The code below is a slightly modified version of the one above. I've removed most of the comments to make it shorter. The main change is that we're using a MemoryStream instead of a FileStream. Also, when we're done with the PDF when need to close the PdfStamper object before accessing the raw binary data. (The using statment will do this for us automatically later but it also closes the stream so we need to manually do it here.)
One other thing, never, ever use the GetBuffer() method of the MemoryStream. It sounds like what you want (and I have mistakenly used it, too) but instead you want to use ToArray(). GetBuffer() includes uninitialized bytes which usually produces corrupt PDFs. Also, instead of writing to the HTTP Response stream I'm saving the bytes to array first. From a debugging perspective this allows me to finish all of my iTextSharp and System.IO code and make sure that it is correct, then do whatever I want with the raw byte array. In my case I don't have a web server handy so I'm writing them to disk but you could just as easily call Response.BinaryWrite(bytes)
string existingFile = Path.Combine(Environment.GetFolderPath(Environment.SpecialFolder.Desktop), "file1.pdf");
string newFile = Path.Combine(Environment.GetFolderPath(Environment.SpecialFolder.Desktop), "file2.pdf");
PdfReader reader = new PdfReader(existingFile);
byte[] bytes;
using(MemoryStream ms = new MemoryStream()){
using (PdfStamper stamper = new PdfStamper(reader, ms)) {
PdfContentByte cb = stamper.GetOverContent(1);
ColumnText ct = new ColumnText(cb);
ct.SetSimpleColumn(100,100,500,200);
ct.AddElement(new Paragraph("This was added using ColumnText"));
ct.Go();
//Flush the PdfStamper's buffer
stamper.Close();
//Get the raw bytes of the PDF
bytes = ms.ToArray();
}
}
//Do whatever you want with the bytes
//Below I'm writing them to disk but you could also write them to the output buffer, too
using (FileStream fs = new FileStream(newFile, FileMode.Create, FileAccess.Write, FileShare.None)) {
fs.Write(bytes, 0, bytes.Length);
}
The second part of your question title says:
"outputting as content disposition"
If that's what you really want you can do this:
Response.AddHeader("Content-Disposition", "attachment; filename=DESIRED-FILENAME.pdf");
Using a MemoryStream is unnecessary, since Response.OutputStream is available. Your example code is calling NewPage() and not trying to add the text to an existing page of your PDF, so here's one way to do what you asked:
Response.ContentType = "application/pdf";
Response.AddHeader("Content-Disposition", "attachment; filename=itextTest.pdf");
PdfReader reader = new PdfReader(readerPath);
// store the extra text on the last (new) page
ColumnText ct = new ColumnText(null);
ct.AddElement(new Paragraph("Text on a new page"));
int numberOfPages = reader.NumberOfPages;
int newPage = numberOfPages + 1;
// get all pages from PDF "template" so we can copy them below
reader.SelectPages(string.Format("1-{0}", numberOfPages));
float marginOffset = 36f;
/*
* we use the selected pages above with a PdfStamper to copy the original.

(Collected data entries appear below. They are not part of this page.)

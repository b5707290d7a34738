//! Timestamp arithmetic.
//!
//! Conversions between a stream's native time base, milliseconds, and the
//! 1/1 000 000 "system" base that containers use for durations and start
//! times. Every conversion goes through [`rescale`], which multiplies and
//! divides in 128-bit integers so large timestamps never lose precision to
//! floating point.
//!
//! The module also resolves the "ratio-or-absolute" integers used by canvas
//! settings: a value with [`RATIO_FLAG`] set means "percent of a reference
//! size" instead of an absolute pixel count.

/// Ticks per second of the system time base (microseconds).
pub const SYSTEM_TIME_BASE: i64 = 1_000_000;

/// High bit marking an encoded integer as a percentage of a reference size.
pub const RATIO_FLAG: i32 = 0x4000_0000;

/// A rational time base: one native tick lasts `numerator / denominator`
/// seconds.
///
/// # Example
///
/// ```
/// use snapsheet::TimeBase;
///
/// let mpeg = TimeBase::new(1, 90_000);
/// assert_eq!(mpeg.to_millis(90_000), 1_000);
/// assert_eq!(mpeg.from_millis(40), 3_600);
/// ```
#[derive(Debug, Clone, Copy, PartialEq, Eq, Hash)]
pub struct TimeBase {
    /// Seconds numerator.
    pub numerator: i32,
    /// Seconds denominator.
    pub denominator: i32,
}

impl TimeBase {
    /// Millisecond time base (1/1000).
    pub const MILLISECONDS: TimeBase = TimeBase {
        numerator: 1,
        denominator: 1_000,
    };

    /// Create a time base.
    ///
    /// # Panics
    ///
    /// Panics if either term is zero; such a time base cannot convert in
    /// both directions.
    pub fn new(numerator: i32, denominator: i32) -> Self {
        assert!(
            numerator != 0 && denominator != 0,
            "time base {numerator}/{denominator} has a zero term"
        );
        Self {
            numerator,
            denominator,
        }
    }

    /// Native ticks to milliseconds.
    pub fn to_millis(self, native: i64) -> i64 {
        rescale(
            native,
            self.numerator as i64 * 1_000,
            self.denominator as i64,
        )
    }

    /// Milliseconds to native ticks.
    pub fn from_millis(self, millis: i64) -> i64 {
        rescale(
            millis,
            self.denominator as i64,
            self.numerator as i64 * 1_000,
        )
    }

    /// Native ticks to system (microsecond) ticks.
    pub fn to_system(self, native: i64) -> i64 {
        rescale(
            native,
            self.numerator as i64 * SYSTEM_TIME_BASE,
            self.denominator as i64,
        )
    }

    /// System (microsecond) ticks to native ticks.
    pub fn from_system(self, system: i64) -> i64 {
        rescale(
            system,
            self.denominator as i64,
            self.numerator as i64 * SYSTEM_TIME_BASE,
        )
    }

    /// How many native ticks one millisecond spans, rounded up to at least 1.
    pub fn ticks_per_milli(self) -> i64 {
        self.from_millis(1).max(1)
    }
}

#[cfg(feature = "ffmpeg")]
impl From<ffmpeg_next::Rational> for TimeBase {
    fn from(rational: ffmpeg_next::Rational) -> Self {
        if rational.numerator() == 0 || rational.denominator() == 0 {
            // Broken headers report 0/0; fall back to the MPEG clock.
            return TimeBase::new(1, 90_000);
        }
        TimeBase::new(rational.numerator(), rational.denominator())
    }
}

/// Compute `value * multiplier / divisor`, rounding half away from zero.
///
/// The product is formed in 128 bits; the result saturates at the `i64`
/// range.
///
/// # Panics
///
/// Panics if `divisor` is zero.
pub fn rescale(value: i64, multiplier: i64, divisor: i64) -> i64 {
    assert!(divisor != 0, "rescale by a zero divisor");
    let product = value as i128 * multiplier as i128;
    let divisor = divisor as i128;
    let half = divisor.abs() / 2;
    let rounded = if (product < 0) != (divisor < 0) {
        (product - half) / divisor
    } else {
        (product + half) / divisor
    };
    rounded.clamp(i64::MIN as i128, i64::MAX as i128) as i64
}

/// Encode `percent` as a ratio value for [`resolve_ratio`].
pub fn ratio(percent: i32) -> i32 {
    (percent & !RATIO_FLAG) | RATIO_FLAG
}

/// Resolve a ratio-or-absolute value against `reference`.
///
/// Flagged values yield `percent * reference / 100`; positive plain values
/// are returned as-is; anything else resolves to 0.
///
/// # Example
///
/// ```
/// use snapsheet::conversion::{ratio, resolve_ratio};
///
/// assert_eq!(resolve_ratio(ratio(5), 320), 16);
/// assert_eq!(resolve_ratio(12, 320), 12);
/// assert_eq!(resolve_ratio(-3, 320), 0);
/// ```
pub fn resolve_ratio(value: i32, reference: i32) -> i32 {
    if value & RATIO_FLAG != 0 {
        ((value & !RATIO_FLAG) as i64 * reference as i64 / 100) as i32
    } else if value > 0 {
        value
    } else {
        0
    }
}

/// Format milliseconds as `H:MM:SS` or, with `with_millis`, `H:MM:SS,mmm`.
///
/// Negative input is clamped to zero.
pub fn format_timestamp(millis: i64, with_millis: bool) -> String {
    let millis = millis.max(0);
    let hours = millis / 3_600_000;
    let minutes = millis % 3_600_000 / 60_000;
    let seconds = millis % 60_000 / 1_000;
    if with_millis {
        format!("{hours}:{minutes:02}:{seconds:02},{:03}", millis % 1_000)
    } else {
        format!("{hours}:{minutes:02}:{seconds:02}")
    }
}
//! Multi-file queue tests.

mod common;

use std::path::{Path, PathBuf};

use common::{EventLog, RecordingCompositor};
use snapsheet::{
    CancellationToken, Compositor, Session, SessionEvent, SnapError, SnapOptions, SyntheticSource,
    run_bound, run_each,
};

/// Files named `short*` are 300 ms long, `mid*` files 5 s; the rest last
/// `millis`.
fn opener(
    millis: i64,
) -> impl FnMut(&Path, &SnapOptions) -> Result<Session<SyntheticSource>, SnapError> {
    move |path: &Path, options: &SnapOptions| {
        let name = path.display().to_string();
        let length = if name.starts_with("short") {
            300
        } else if name.starts_with("mid") {
            5_000
        } else {
            millis
        };
        Session::from_source(SyntheticSource::builder(length).build(), name, options)
    }
}

fn paths(names: &[&str]) -> Vec<PathBuf> {
    names.iter().map(PathBuf::from).collect()
}

// ── run_each ───────────────────────────────────────────────────────

#[test]
fn each_file_gets_its_own_compositor() {
    let options = SnapOptions::new().with_grid(3, 2);
    let mut built = Vec::new();
    let report = run_each(
        &paths(&["a.mp4", "b.mp4"]),
        &options,
        opener(60_000),
        |path| {
            built.push(path.to_path_buf());
            Ok(Box::new(RecordingCompositor::default()) as Box<dyn Compositor>)
        },
    )
    .expect("Failed to run queue");

    assert_eq!(report.runs.len(), 2);
    assert!(report.skipped.is_empty());
    assert!(!report.cancelled);
    assert_eq!(report.runs[0].label, "a.mp4");
    assert_eq!(report.runs[1].label, "b.mp4");
    assert!(report.runs.iter().all(|run| run.taken == 6));
    assert_eq!(built, paths(&["a.mp4", "b.mp4"]));
}

#[test]
fn fatal_files_are_skipped() {
    let log = EventLog::new();
    let options = SnapOptions::new()
        .with_grid(3, 2)
        .with_listener(log.clone());
    let report = run_each(
        &paths(&["a.mp4", "short.mp4", "b.mp4"]),
        &options,
        opener(60_000),
        |_| Ok(Box::new(RecordingCompositor::default()) as Box<dyn Compositor>),
    )
    .expect("Failed to run queue");

    assert_eq!(report.runs.len(), 2);
    assert_eq!(report.skipped.len(), 1);
    assert_eq!(report.skipped[0].path, PathBuf::from("short.mp4"));
    assert!(report.skipped[0].error.contains("below"));

    let skipped = log
        .events()
        .into_iter()
        .filter(|event| matches!(event, SessionEvent::FileSkipped { .. }))
        .count();
    assert_eq!(skipped, 1);
}

#[test]
fn files_without_room_for_shots_are_skipped() {
    let log = EventLog::new();
    let options = SnapOptions::new()
        .with_grid(3, 0)
        .with_time_step(10_000)
        .with_listener(log.clone());
    let report = run_each(
        &paths(&["a.mp4", "mid.mp4", "b.mp4"]),
        &options,
        opener(60_000),
        |_| Ok(Box::new(RecordingCompositor::default()) as Box<dyn Compositor>),
    )
    .expect("Failed to run queue");

    let labels: Vec<&str> = report.runs.iter().map(|run| run.label.as_str()).collect();
    assert_eq!(labels, ["a.mp4", "b.mp4"]);
    assert!(report.runs.iter().all(|run| run.taken == 5));
    assert_eq!(report.skipped.len(), 1);
    assert_eq!(report.skipped[0].path, PathBuf::from("mid.mp4"));
    assert!(report.skipped[0].error.contains("No shots fit"));

    let skipped: Vec<PathBuf> = log
        .events()
        .into_iter()
        .filter_map(|event| match event {
            SessionEvent::FileSkipped { path, .. } => Some(path),
            _ => None,
        })
        .collect();
    assert_eq!(skipped, paths(&["mid.mp4"]));
}

#[test]
fn other_errors_end_the_queue() {
    let options = SnapOptions::new().with_grid(3, 2);
    let result = run_each(
        &paths(&["a.mp4"]),
        &options,
        |_: &Path, _: &SnapOptions| -> Result<Session<SyntheticSource>, SnapError> {
            Err(SnapError::Seek("index is unreadable".to_string()))
        },
        |_| Ok(Box::new(RecordingCompositor::default()) as Box<dyn Compositor>),
    );
    assert!(matches!(result, Err(SnapError::Seek(_))));
}

#[test]
fn cancelled_queues_stop_early() {
    let token = CancellationToken::new();
    token.cancel();
    let options = SnapOptions::new()
        .with_grid(3, 2)
        .with_cancellation(token);
    let report = run_each(
        &paths(&["a.mp4", "b.mp4"]),
        &options,
        opener(60_000),
        |_| Ok(Box::new(RecordingCompositor::default()) as Box<dyn Compositor>),
    )
    .expect("Failed to run queue");
    assert!(report.cancelled);
    assert!(report.runs.is_empty());
}

// ── run_bound ──────────────────────────────────────────────────────

#[test]
fn bound_files_share_one_canvas() {
    let options = SnapOptions::new().with_grid(3, 2);
    let mut sink = RecordingCompositor::default();
    let report = run_bound(
        &paths(&["part1.mp4", "part2.mp4"]),
        &options,
        "concert",
        opener(30_000),
        &mut sink,
    )
    .expect("Failed to bind files");

    assert_eq!(report.duration_ms, 60_000);
    assert_eq!(report.taken, 6);
    assert_eq!(report.planned, 6);
    let offsets: Vec<i64> = report.parts.iter().map(|part| part.offset_ms).collect();
    assert_eq!(offsets, vec![0, 30_000]);
    assert!(report.parts.iter().all(|part| part.acquisition.taken == 3));

    assert_eq!(sink.begins, 1);
    assert_eq!(sink.slots, vec![0, 1, 2, 3, 4, 5]);
    let canvas = sink.canvas.expect("Failed to begin the canvas");
    assert_eq!(canvas.label, "concert");
    assert_eq!(canvas.shots, 6);
    assert_eq!(canvas.duration_ms, 60_000);
    let summary = sink.summary.expect("Failed to finish the canvas");
    assert_eq!(summary.taken, 6);
}

#[test]
fn bound_offsets_skip_broken_files() {
    let options = SnapOptions::new().with_grid(3, 2);
    let mut sink = RecordingCompositor::default();
    let report = run_bound(
        &paths(&["part1.mp4", "short.mp4", "part2.mp4"]),
        &options,
        "concert",
        opener(30_000),
        &mut sink,
    )
    .expect("Failed to bind files");

    assert_eq!(report.skipped.len(), 1);
    assert_eq!(report.parts.len(), 2);
    assert_eq!(report.parts[1].path, PathBuf::from("part2.mp4"));
    assert_eq!(report.parts[1].offset_ms, 30_000);
    assert_eq!(report.taken, 6);
}

#[test]
fn bound_shots_run_on_the_bound_clock() {
    let log = EventLog::new();
    let options = SnapOptions::new()
        .with_grid(3, 2)
        .with_listener(log.clone());
    let mut sink = RecordingCompositor::default();
    run_bound(
        &paths(&["part1.mp4", "part2.mp4"]),
        &options,
        "concert",
        opener(30_000),
        &mut sink,
    )
    .expect("Failed to bind files");

    // Shot times are reported on the bound clock.
    let shots = log.shot_times();
    assert_eq!(shots.len(), 6);
    assert!(shots.windows(2).all(|pair| pair[0] < pair[1]));
    assert!(shots[3] > 30_000);
    assert!((shots[5] - 51_426).abs() <= 40);
}

#[test]
fn nothing_to_bind_is_an_error() {
    let options = SnapOptions::new().with_grid(3, 2);
    let error = run_bound(
        &paths(&["short1.mp4", "short2.mp4"]),
        &options,
        "nothing",
        opener(30_000),
        &mut RecordingCompositor::default(),
    )
    .expect_err("Failed to reject a queue without usable files");
    assert!(matches!(error, SnapError::InvalidOptions(_)));
}

#[test]
fn keyframe_rips_cannot_be_bound() {
    let options = SnapOptions::new().with_time_step(-1);
    let error = run_bound(
        &paths(&["part1.mp4", "part2.mp4"]),
        &options,
        "rip",
        opener(30_000),
        &mut RecordingCompositor::default(),
    )
    .expect_err("Failed to reject a bound keyframe rip");
    assert!(matches!(error, SnapError::InvalidOptions(_)));
}
//! Seek-driven acquisition for freely seekable streams.

use log::{debug, info};

use crate::config::SkimBias;
use crate::error::SnapError;
use crate::plan::SnapPoint;
use crate::source::MediaSource;
use crate::strategy::{Acquisition, Cue, Outcome, Read};

/// Targets closer than this many keyframe gaps are reached by reading on.
const LINEAR_REACH_GAPS: i64 = 2;

enum Landing {
    Usable,
    Implausible,
    End,
    Cancelled,
}

/// Skim to each target.
///
/// Far targets are reached by a backward-flagged seek to a little before
/// the target, near ones by reading on. Any seek that is rejected, lands
/// behind the previous position, or lands too far from where it was aimed
/// returns [`Outcome::Demoted`].
pub(super) fn run<S: MediaSource>(
    acquisition: &mut Acquisition<'_, S>,
) -> Result<Outcome, SnapError> {
    let cue = if acquisition.accurate {
        Cue::FromKeyframe
    } else {
        Cue::Keyframes
    };
    let mut sought: Option<usize> = None;

    loop {
        let Some(point) = acquisition.plan.current().copied() else {
            return Ok(Outcome::Finished);
        };
        let cursor = acquisition.plan.cursor();

        if sought != Some(cursor) && worth_seeking(acquisition, point.timestamp) {
            sought = Some(cursor);
            match seek_near(acquisition, &point)? {
                Landing::Usable => continue,
                Landing::Implausible => return Ok(Outcome::Demoted),
                Landing::End => {
                    acquisition.finish_stream(cue)?;
                    return Ok(Outcome::EndOfStream);
                }
                Landing::Cancelled => return Ok(Outcome::Cancelled),
            }
        }

        match acquisition.read_video()? {
            Read::Packet(packet) => acquisition.consume(packet, cue)?,
            Read::End => {
                acquisition.finish_stream(cue)?;
                return Ok(Outcome::EndOfStream);
            }
            Read::Cancelled => return Ok(Outcome::Cancelled),
        }

        if acquisition.plan.is_exhausted() {
            return Ok(Outcome::Finished);
        }
    }
}

fn worth_seeking<S: MediaSource>(acquisition: &Acquisition<'_, S>, target: i64) -> bool {
    let position = acquisition
        .position
        .unwrap_or_else(|| acquisition.stream_start());
    target > position
        && acquisition
            .session
            .cadence
            .distance_in_gaps(position, target)
            >= LINEAR_REACH_GAPS
}

fn seek_near<S: MediaSource>(
    acquisition: &mut Acquisition<'_, S>,
    point: &SnapPoint,
) -> Result<Landing, SnapError> {
    let gap = acquisition.gap();
    let bias = match acquisition.session.options.skim_bias {
        SkimBias::KeyframeGaps(gaps) => gap.saturating_mul(gaps as i64),
        SkimBias::Millis(millis) => acquisition.session.stream.time_base.from_millis(millis),
        SkimBias::None => 0,
    };
    let aim = (point.timestamp - bias).max(acquisition.stream_start());
    let origin = acquisition.position;

    debug!("Seeking to {aim} for target {}", point.timestamp);
    if !acquisition.seek(aim)? {
        return Ok(Landing::Implausible);
    }

    let packet = match acquisition.read_video()? {
        Read::Packet(packet) => packet,
        Read::End => return Ok(Landing::End),
        Read::Cancelled => return Ok(Landing::Cancelled),
    };
    let landed = packet.timestamp();
    acquisition.unread(packet);

    let Some(landed) = landed else {
        return Ok(Landing::Usable);
    };
    let limit = if gap > 0 {
        gap.saturating_mul(acquisition.session.options.thresholds.skim_landing_gaps)
    } else {
        acquisition.step() * 3 / 10
    };

    if origin.is_some_and(|origin| landed < origin) {
        info!("Seek to {aim} landed at {landed}, behind the previous position");
        return Ok(Landing::Implausible);
    }
    if landed.abs_diff(aim) > limit.max(0) as u64 {
        info!("Seek to {aim} landed at {landed}, more than {limit} away");
        return Ok(Landing::Implausible);
    }
    Ok(Landing::Usable)
}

* and no we don't need a MemoryStream...
*/
using (PdfStamper stamper = new PdfStamper(reader, Response.OutputStream)) {
// use the same page size as the __last__ template page
Rectangle rectangle = reader.GetPageSize(numberOfPages);
// add a new __blank__ page
stamper.InsertPage(newPage, rectangle);
// allows us to write content to the (new/added) page
ct.Canvas = stamper.GetOverContent(newPage);
// add text at an __absolute__ position
ct.SetSimpleColumn(
marginOffset, marginOffset,
rectangle.Right - marginOffset, rectangle.Top - marginOffset
);
ct.Go();
}
I think you've already figured out that the Document / PdfWriter combination doesn't work in this situation :) That's the standard method for creating a new PDF document.